> [Saved entries]:
[Start of Attachment]

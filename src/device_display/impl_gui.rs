use crate::config::Config;
use crate::flower_recognizer::core::Event;
use crate::flower_recognizer::main::FlowerRecognizer;
use crate::flower_recognizer::render::{render, ButtonView, ResultPanel, TITLE};
use eframe::egui;
use std::error::Error;
use std::time::Duration;

const PREVIEW_SIZE: f32 = 360.0;
const GREEN: egui::Color32 = egui::Color32::from_rgb(34, 197, 94);
const DARK_GREEN: egui::Color32 = egui::Color32::from_rgb(22, 101, 52);
const BLUE: egui::Color32 = egui::Color32::from_rgb(59, 130, 246);
const GRAY: egui::Color32 = egui::Color32::from_rgb(156, 163, 175);

struct FlowerRecognizerWindow {
    recognizer: FlowerRecognizer,
    preview: Option<egui::TextureHandle>,
    preview_generation: u64,
    repaint_interval: Duration,
}

impl FlowerRecognizerWindow {
    fn update_preview(&mut self, ctx: &egui::Context) {
        let (generation, frame) = self.recognizer.latest_frame().get_with_generation();
        if generation == self.preview_generation {
            return;
        }
        self.preview_generation = generation;

        let Some(frame) = frame else {
            self.preview = None;
            return;
        };

        let image = egui::ColorImage::from_rgb(
            [frame.width() as usize, frame.height() as usize],
            frame.image().as_raw(),
        );

        match &mut self.preview {
            Some(texture) => texture.set(image, egui::TextureOptions::LINEAR),
            None => {
                self.preview =
                    Some(ctx.load_texture("camera-preview", image, egui::TextureOptions::LINEAR))
            }
        }
    }
}

impl eframe::App for FlowerRecognizerWindow {
    fn update(&mut self, ctx: &egui::Context, _frame: &mut eframe::Frame) {
        self.recognizer.process_pending();
        self.update_preview(ctx);

        let view = render(self.recognizer.model());
        let preview = self.preview.as_ref();
        let mut events = Vec::new();

        egui::CentralPanel::default().show(ctx, |ui| {
            ui.vertical_centered(|ui| {
                ui.add_space(12.0);
                ui.label(
                    egui::RichText::new(view.title)
                        .size(28.0)
                        .strong()
                        .color(DARK_GREEN),
                );
                ui.add_space(12.0);

                draw_preview(ui, preview, view.mirror_preview);
                ui.add_space(12.0);

                if draw_button(ui, &view.classify_button, GREEN) {
                    events.push(Event::ClassifyPressed);
                }
                ui.add_space(6.0);
                if draw_button(ui, &view.switch_camera_button, BLUE) {
                    events.push(Event::SwitchCameraPressed);
                }

                if let Some(status) = &view.status {
                    ui.add_space(8.0);
                    ui.label(egui::RichText::new(status).italics());
                }

                if let Some(panel) = &view.result {
                    ui.add_space(16.0);
                    draw_result(ui, panel);
                }
            });
        });

        for event in events {
            self.recognizer.dispatch(event);
        }

        ctx.request_repaint_after(self.repaint_interval);
    }
}

fn draw_preview(ui: &mut egui::Ui, preview: Option<&egui::TextureHandle>, mirror: bool) {
    let size = egui::vec2(PREVIEW_SIZE, PREVIEW_SIZE);

    let rect = match preview {
        Some(texture) => {
            let uv = if mirror {
                egui::Rect::from_min_max(egui::pos2(1.0, 0.0), egui::pos2(0.0, 1.0))
            } else {
                egui::Rect::from_min_max(egui::pos2(0.0, 0.0), egui::pos2(1.0, 1.0))
            };
            let image = egui::Image::new(egui::load::SizedTexture::new(texture.id(), size))
                .fit_to_exact_size(size)
                .uv(uv);
            ui.add(image).rect
        }
        None => {
            let (rect, _) = ui.allocate_exact_size(size, egui::Sense::hover());
            ui.painter()
                .rect_filled(rect, 8.0, egui::Color32::from_gray(40));
            ui.painter().text(
                rect.center(),
                egui::Align2::CENTER_CENTER,
                "No camera",
                egui::FontId::proportional(18.0),
                egui::Color32::GRAY,
            );
            rect
        }
    };

    // Framing guide
    let guide = egui::Rect::from_center_size(rect.center(), size * 0.5);
    ui.painter()
        .rect_stroke(guide, 8.0, egui::Stroke::new(2.0, egui::Color32::WHITE));
}

fn draw_button(ui: &mut egui::Ui, button: &ButtonView, fill: egui::Color32) -> bool {
    let fill = if button.enabled { fill } else { GRAY };
    let text = egui::RichText::new(button.label)
        .size(18.0)
        .strong()
        .color(egui::Color32::WHITE);

    let clicked = ui
        .add_enabled(
            button.enabled,
            egui::Button::new(text)
                .fill(fill)
                .rounding(22.0)
                .min_size(egui::vec2(PREVIEW_SIZE, 44.0)),
        )
        .clicked();

    if button.spinner {
        ui.add(egui::Spinner::new());
    }

    clicked
}

fn draw_result(ui: &mut egui::Ui, panel: &ResultPanel) {
    egui::Frame::group(ui.style())
        .rounding(8.0)
        .inner_margin(16.0)
        .show(ui, |ui| {
            ui.set_width(PREVIEW_SIZE - 32.0);
            ui.label(
                egui::RichText::new(panel.title)
                    .size(22.0)
                    .strong()
                    .color(DARK_GREEN),
            );
            ui.add_space(8.0);
            ui.horizontal(|ui| {
                ui.label(egui::RichText::new("Flower:").size(18.0));
                ui.label(
                    egui::RichText::new(&panel.flower)
                        .size(18.0)
                        .strong()
                        .color(GREEN),
                );
            });
            ui.horizontal(|ui| {
                ui.label(egui::RichText::new("Confidence:").size(18.0));
                ui.label(
                    egui::RichText::new(&panel.confidence)
                        .size(18.0)
                        .strong()
                        .color(BLUE),
                );
            });
        });
}

pub fn run(config: &Config, recognizer: FlowerRecognizer) -> Result<(), Box<dyn Error + Send + Sync>> {
    let options = eframe::NativeOptions {
        viewport: egui::ViewportBuilder::default()
            .with_title(TITLE)
            .with_inner_size(config.window_size),
        ..Default::default()
    };

    let window = FlowerRecognizerWindow {
        recognizer,
        preview: None,
        preview_generation: 0,
        repaint_interval: config.preview_frame_interval,
    };

    eframe::run_native(TITLE, options, Box::new(move |_cc| Box::new(window)))
        .map_err(|e| e.to_string().into())
}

[End of Attachment]

> [EXERCISE OBJECTIVE]: Copy out the lines of the data where the string "events" occurs.

> [EXERCISE ANSWER]:
        let mut events = Vec::new();
                    events.push(Event::ClassifyPressed);
                    events.push(Event::SwitchCameraPressed);
        for event in events {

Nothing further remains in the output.